I sincerely trust that there will be an efficient central control included in the Milk Bill which is shortly to be introduced by the right hon. Gentleman. There must be central control just as there must be local administration As to local administration, I only say that I hope the larger authorities will be employed and not the smaller authorities. I would emphasise the value of obtaining central control by use of Grants-in-Aid. I feel that I must apologise to the House for having spoken at such length, but I do not apologise for having raised this subject, which is a most important one. We are at the present moment, because of our social and economic system, depriving a large number of children of their natural food. Mothers are not able to suckle their children, they have to be out earning their living, and at the present moment we find that a large number of children are deprived of their natural food. The least we can do is to see that the alternative, cow's milk, which is given to them, is safe. It is to our interest to build up a healthy race, and to see that children have the chance of a fair start in life. We do not want to run the risk of producing crippled children that will afterwards bear the scars given to them in their tender years because of the drinking of tuberculous milk. We must see to it, that we look ahead and make certain that the milk which should give nourishment to children does not instead give them disease and even death.

Mr. HILLS

I beg to second the Motion.

My hon. Friend, who has a life experience of this question, and who takes a deep interest in it, dealt so fully with the general aspects of the milk problem, that I intend to confine myself to questions of machinery only. Nobody who has listened to my hon. Friend's speech can be satisfied with things as they are, and the fact that we find in the milk which is supplied here 72,000,000 bacteria to 1–28th of an ounce cannot be regarded as satisfactory, and if it proves anything it only proves the strength of political digestions. Anybody who tries to find from the numerous Acts of Parliament and private Acts what our milk laws are sets out on a very difficult task. If I summarise that quite shortly, present legislation is under four heads. In the first place, you have certain laws for the registration and regulation of dairies; and dairies are registered and regulated under the Diseases of Animals Act and under numerous private Acts of Parliament, but chiefly under what are known as the Model Milk Clauses, which were issued in 1899, and which have been incorporated in many private Acts. Those laws are permissive only; they are not compulsory, and they are antiquated and ineffective to a degree. Anybody who reads that and then turns to the really up-to-date milk code, as in New York, blushes for his country.
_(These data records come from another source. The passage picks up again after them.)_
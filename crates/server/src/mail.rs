use crate::app::codes::CodeKind;
use async_trait::async_trait;
use tokio::sync::Mutex;
use tracing::info;

/// Delivery seam for confirmation codes. Real transports live behind this
/// trait; the bundled adapters log or capture instead of sending.
#[async_trait]
pub trait Mailer: Send + Sync {
    async fn send_code(&self, email: &str, kind: CodeKind, code: &str);
}

/// Logs issued codes instead of delivering them.
pub struct LogMailer;

#[async_trait]
impl Mailer for LogMailer {
    async fn send_code(&self, email: &str, kind: CodeKind, code: &str) {
        info!(email = %email, kind = kind.label(), code = %code, "confirmation code issued");
    }
}

#[derive(Debug, Clone, PartialEq, Eq)]
pub struct SentCode {
    pub email: String,
    pub kind: CodeKind,
    pub code: String,
}

/// Records issued codes in memory so they can be inspected.
#[derive(Default)]
pub struct CaptureMailer {
    sent: Mutex<Vec<SentCode>>,
}

impl CaptureMailer {
    pub fn new() -> Self {
        CaptureMailer::default()
    }

    pub async fn sent(&self) -> Vec<SentCode> {
        self.sent.lock().await.clone()
    }

    /// The most recently issued code for an address, if any.
    pub async fn last_code(&self, email: &str) -> Option<String> {
        self.sent
            .lock()
            .await
            .iter()
            .rev()
            .find(|entry| entry.email == email)
            .map(|entry| entry.code.clone())
    }
}

#[async_trait]
impl Mailer for CaptureMailer {
    async fn send_code(&self, email: &str, kind: CodeKind, code: &str) {
        self.sent.lock().await.push(SentCode {
            email: email.to_string(),
            kind,
            code: code.to_string(),
        });
    }
}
The next part of the regulations are the laws that provide for the condemnation of milk which is diseased milk. Under the Infectious Diseases Prevention Act and the Public Health Act, various powers were given to the local authorities to inspect farms, to condemn diseased milk, and to prevent the supply of diseased milk. The third class of laws are those which deal with impurity. Those only deal with the chemical purity and composition of milk, and do not deal with its bacteria bearing capacity. You can seize milk and condemn it because it is deficient in cream or in solids, but I think we all know that these provisions are very ineffective. They do not prevent the adulteration of milk. Convictions are hard to obtain and the Acts in a great many parts are largely a dead letter. The fourth class of regulation is the Tuberculosis Order of 1913, under which the local authority must be notified by the farmers where tuberculosis appears in the cow, and the local authority have power to inspect and to condemn, and where the beasts are condemned and slaughtered one-fourth of the value is paid to the farmer if the case is an advanced one, and three-fourths in mild cases. A sum of £60,000 has been provided for these payments, and £20,000 last year. All those regulations are very ineffective and antiquated and are permissive only. Only 102 local authorities adopted the Model Milk Clauses, and only 315 employ inspectors to inspect the cows. So that only a very small part of the country deals with the matter at all, and that very ineffectively. There is no proper examination of milk for bacteria, and no classification of the milk which is sold in shops, such as nursery milk, children's milk, or invalid milk, and you have no guarantee that the milk is pure.

What we propose is that there should be a dual system of classification of the shops that sell milk, and an examination of the dairies that supply milk, and those two should go together and work hand in hand. In the first place, you separate your milk into three classes. The first class, or the best milk, which is free from tubercle, comes from a dairy which has got a good scoring card. I hold in my hand a scoring card issued by the city of New York, which marks the dairy according to the goodness or badness of the equipment and method of that dairy. A hundred marks are given altogether, of which forty are given for equipment, and sixty are given for method. The forty for equipment are for such as air-space, ventilation, drainage, flooring, windows, ceiling, and so on, and the marks for method are given for the clean condition of the cows, the washing of the milkers, the straining of the milk, freedom from dirt in the milk house, and so on. The only milk that can be sold as grade A, besides being free from tubercle, must come from a dairy which gains 75 out of 100 on this scoring card. Of those marks it must gain 25 for equipment and 50 for method, so that you have a double test. First of all, a licence is issued, and it can be withdrawn, and you can call at a shop and examine specimens as often as you like. Then you have the fact that the milk comes from dairies which possess a high scoring card. That is the best milk, which is the milk for children. Your next milk is your B grade, which either is sold raw or is pasteurised, and if sold raw must come from a farm with 68 out of 100 marks on its scoring card, and if pasteurised must come from a farm with 60 per 100 on its scoring card. In both those cases your grade B milk is fairly safe milk for grownup people. Your last grade, C milk, is without any guarantee at all.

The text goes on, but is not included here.